The US and EU argue that since the Chinese government subsidizes so many of its goods and routinely engages in dumping — selling its goods cheaper in foreign markets than it does in domestic ones — it can’t possibly be considered a market economy.

This isn’t just an empty label — if China is officially considered a market economy, it will be much harder for the US and EU to impose anti-dumping measures against China, due to trade law rules. To put it more simply, if China gets free market status, the US and Europe lose a lot of their already limited power to hold China accountable for violating free trade practices.

But China says the US and EU are reneging on an agreement that was made in 2001, in which it was understood that China would automatically be given market economy status after 15 years. (The issue is that Beijing doesn't seem to have changed its behavior in accordance with the spirit of that agreement.)

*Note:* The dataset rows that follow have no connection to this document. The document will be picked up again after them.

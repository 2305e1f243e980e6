//! gRPC service implementation for InventoryService.

use crate::error::{InventoryError, InventoryResult};
use crate::grpc::convert::{
    parse_date, parse_date_or_today, parse_id, parse_ledger, parse_module, parse_period,
};
use crate::grpc::proto::*;
use crate::models::{NewDailySale, RecordInputs, RecordPatch};
use crate::services::{
    record_error, record_grpc_request, record_grpc_request_duration, InventoryService,
    SaleRequest, SortOrder,
};
use service_core::grpc::{into_response, GrpcResult};
use std::time::Instant;
use tonic::Request;

/// InventoryService gRPC implementation.
pub struct InventoryServiceImpl {
    service: InventoryService,
}

impl InventoryServiceImpl {
    pub fn new(service: InventoryService) -> Self {
        Self { service }
    }
}

/// Record request metrics and map domain errors onto gRPC status codes.
fn respond<T>(method: &'static str, started: Instant, result: InventoryResult<T>) -> GrpcResult<T> {
    record_grpc_request_duration(method, started.elapsed().as_secs_f64());
    match &result {
        Ok(_) => record_grpc_request(method, "ok"),
        Err(e) => {
            record_grpc_request(method, "error");
            record_error(e.kind());
            tracing::debug!(method = method, error = %e, "Request failed");
        }
    }
    into_response(result)
}

#[tonic::async_trait]
impl inventory_service_server::InventoryService for InventoryServiceImpl {
    // =========================================================================
    // Records
    // =========================================================================

    async fn create_record(
        &self,
        request: Request<CreateRecordRequest>,
    ) -> GrpcResult<CreateRecordResponse> {
        let started = Instant::now();
        let req = request.into_inner();
        tracing::info!(module = req.module, name = %req.name, "Creating record");

        let result = async {
            let inputs = RecordInputs::try_from(req)?;
            let record = self.service.create_record(inputs).await?;
            Ok::<_, InventoryError>(CreateRecordResponse {
                record: Some(record.into()),
            })
        }
        .await;
        respond("create_record", started, result)
    }

    async fn get_record(
        &self,
        request: Request<GetRecordRequest>,
    ) -> GrpcResult<GetRecordResponse> {
        let started = Instant::now();
        let req = request.into_inner();

        let result = async {
            let record = self.service.get_record(parse_id(&req.record_id)?).await?;
            Ok::<_, InventoryError>(GetRecordResponse {
                record: Some(record.into()),
            })
        }
        .await;
        respond("get_record", started, result)
    }

    async fn list_records(
        &self,
        request: Request<ListRecordsRequest>,
    ) -> GrpcResult<ListRecordsResponse> {
        let started = Instant::now();
        let req = request.into_inner();

        let result = async {
            let module = parse_module(req.module)?;
            let order = if req.oldest_first {
                SortOrder::OldestFirst
            } else {
                SortOrder::NewestFirst
            };
            let records = self.service.list_records(module, order).await?;
            Ok::<_, InventoryError>(ListRecordsResponse {
                records: records.into_iter().map(Into::into).collect(),
            })
        }
        .await;
        respond("list_records", started, result)
    }

    async fn update_record(
        &self,
        request: Request<UpdateRecordRequest>,
    ) -> GrpcResult<UpdateRecordResponse> {
        let started = Instant::now();
        let req = request.into_inner();

        let result = async {
            let record_id = parse_id(&req.record_id)?;
            let patch = RecordPatch::try_from(&req)?;
            let record = self.service.update_record(record_id, patch).await?;
            Ok::<_, InventoryError>(UpdateRecordResponse {
                record: Some(record.into()),
            })
        }
        .await;
        respond("update_record", started, result)
    }

    async fn delete_record(
        &self,
        request: Request<DeleteRecordRequest>,
    ) -> GrpcResult<DeleteRecordResponse> {
        let started = Instant::now();
        let req = request.into_inner();

        let result = async {
            self.service.delete_record(parse_id(&req.record_id)?).await?;
            Ok::<_, InventoryError>(DeleteRecordResponse {})
        }
        .await;
        respond("delete_record", started, result)
    }

    // =========================================================================
    // Sales
    // =========================================================================

    async fn record_sale(
        &self,
        request: Request<RecordSaleRequest>,
    ) -> GrpcResult<RecordSaleResponse> {
        let started = Instant::now();
        let req = request.into_inner();
        tracing::info!(record_id = %req.record_id, quantity = req.quantity, "Recording sale");

        let result = async {
            let sale_request = SaleRequest {
                record_id: parse_id(&req.record_id)?,
                quantity: req.quantity,
                sold_on: req.sold_on.as_deref().map(parse_date).transpose()?,
                sold_by: req.sold_by.filter(|s| !s.trim().is_empty()),
            };
            let (sale, record) = self.service.record_sale(sale_request).await?;
            Ok::<_, InventoryError>(RecordSaleResponse {
                sale: Some(sale.into()),
                record: Some(record.into()),
            })
        }
        .await;
        respond("record_sale", started, result)
    }

    async fn list_sales(
        &self,
        request: Request<ListSalesRequest>,
    ) -> GrpcResult<ListSalesResponse> {
        let started = Instant::now();
        let req = request.into_inner();

        let result = async {
            let module = parse_module(req.module)?;
            let day = parse_date_or_today(req.date.as_deref())?;
            let listing = self.service.list_sales(module, Some(day)).await?;
            Ok::<_, InventoryError>(ListSalesResponse {
                sales: listing.sales.into_iter().map(Into::into).collect(),
                total_sales: listing.total_sales.to_string(),
                total_profit: listing.total_profit.to_string(),
            })
        }
        .await;
        respond("list_sales", started, result)
    }

    async fn delete_sale(
        &self,
        request: Request<DeleteSaleRequest>,
    ) -> GrpcResult<DeleteSaleResponse> {
        let started = Instant::now();
        let req = request.into_inner();

        let result = async {
            self.service.delete_sale(parse_id(&req.sale_id)?).await?;
            Ok::<_, InventoryError>(DeleteSaleResponse {})
        }
        .await;
        respond("delete_sale", started, result)
    }

    // =========================================================================
    // Daily sales
    // =========================================================================

    async fn add_daily_sale(
        &self,
        request: Request<AddDailySaleRequest>,
    ) -> GrpcResult<AddDailySaleResponse> {
        let started = Instant::now();
        let req = request.into_inner();

        let result = async {
            let entry = NewDailySale::try_from(req)?;
            let saved = self.service.add_daily_sale(entry).await?;
            Ok::<_, InventoryError>(AddDailySaleResponse {
                entry: Some(saved.into()),
            })
        }
        .await;
        respond("add_daily_sale", started, result)
    }

    async fn delete_daily_sale(
        &self,
        request: Request<DeleteDailySaleRequest>,
    ) -> GrpcResult<DeleteDailySaleResponse> {
        let started = Instant::now();
        let req = request.into_inner();

        let result = async {
            self.service
                .delete_daily_sale(parse_id(&req.entry_id)?)
                .await?;
            Ok::<_, InventoryError>(DeleteDailySaleResponse {})
        }
        .await;
        respond("delete_daily_sale", started, result)
    }

    async fn get_monthly_report(
        &self,
        request: Request<GetMonthlyReportRequest>,
    ) -> GrpcResult<GetMonthlyReportResponse> {
        let started = Instant::now();
        let req = request.into_inner();

        let result = async {
            let ledger = parse_ledger(req.ledger)?;
            let period = parse_period(&req.period)?;
            let report = self.service.monthly_report(ledger, period).await?;
            Ok::<GetMonthlyReportResponse, InventoryError>(report.into())
        }
        .await;
        respond("get_monthly_report", started, result)
    }

    // =========================================================================
    // Exports
    // =========================================================================

    async fn export_module_report(
        &self,
        request: Request<ExportModuleReportRequest>,
    ) -> GrpcResult<ExportResponse> {
        let started = Instant::now();
        let req = request.into_inner();

        let result = async {
            let module = parse_module(req.module)?;
            let as_of = parse_date_or_today(req.as_of.as_deref())?;
            let export = self.service.export_module_report(module, as_of).await?;
            tracing::info!(
                filename = %export.filename,
                rows = export.row_count,
                "Module report exported"
            );
            Ok::<ExportResponse, InventoryError>(export.into())
        }
        .await;
        respond("export_module_report", started, result)
    }

    async fn export_daily_sales(
        &self,
        request: Request<ExportDailySalesRequest>,
    ) -> GrpcResult<ExportResponse> {
        let started = Instant::now();
        let req = request.into_inner();

        let result = async {
            let ledger = parse_ledger(req.ledger)?;
            let period = parse_period(&req.period)?;
            let export = self.service.export_daily_sales(ledger, period).await?;
            tracing::info!(
                filename = %export.filename,
                rows = export.row_count,
                "Daily sales exported"
            );
            Ok::<ExportResponse, InventoryError>(export.into())
        }
        .await;
        respond("export_daily_sales", started, result)
    }

    // =========================================================================
    // Overview
    // =========================================================================

    async fn get_dashboard_summary(
        &self,
        _request: Request<GetDashboardSummaryRequest>,
    ) -> GrpcResult<GetDashboardSummaryResponse> {
        let started = Instant::now();
        let result: Result<_, InventoryError> = self
            .service
            .dashboard_summary()
            .await
            .map(Into::into);
        respond("get_dashboard_summary", started, result)
    }
}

This is all to say that the WTO is facing a number of big, thorny questions over the future status of China, a country that has extraordinary economic power — but also regulates its economy in a manner that flies in the face of free trade norms.

Alden thinks it’s possible the Trump administration may end up arguing that a lot of China’s practices are simply not covered by WTO rules. “The WTO is not a complete agreement. It doesn’t actually cover every contingency imaginable in global trade,” he says. If Trump can argue persuasively that some of China’s market interventions don’t fall under WTO rules, that could liberate the US to use unilateral measures like blocking Chinese imports if China doesn’t modify its behavior. “That is an intellectually defensible position,” Alden says.

Tucker notes that there’s widespread skepticism in Washington that the WTO actually has the power to compel China to change, and that it’s not only economic nationalists like Trump who are contemplating looking outside the WTO to deal with China.

“Even in a Hillary Clinton administration, you would’ve seen some of these ideas floated, although probably a bit more artfully,” Tucker says.

Even a longtime free trade proponent such as Clinton might’ve considered the WTO inadequate for dealing with China. Imagine what could be in store now that a critic of both free trade and China itself is at the helm.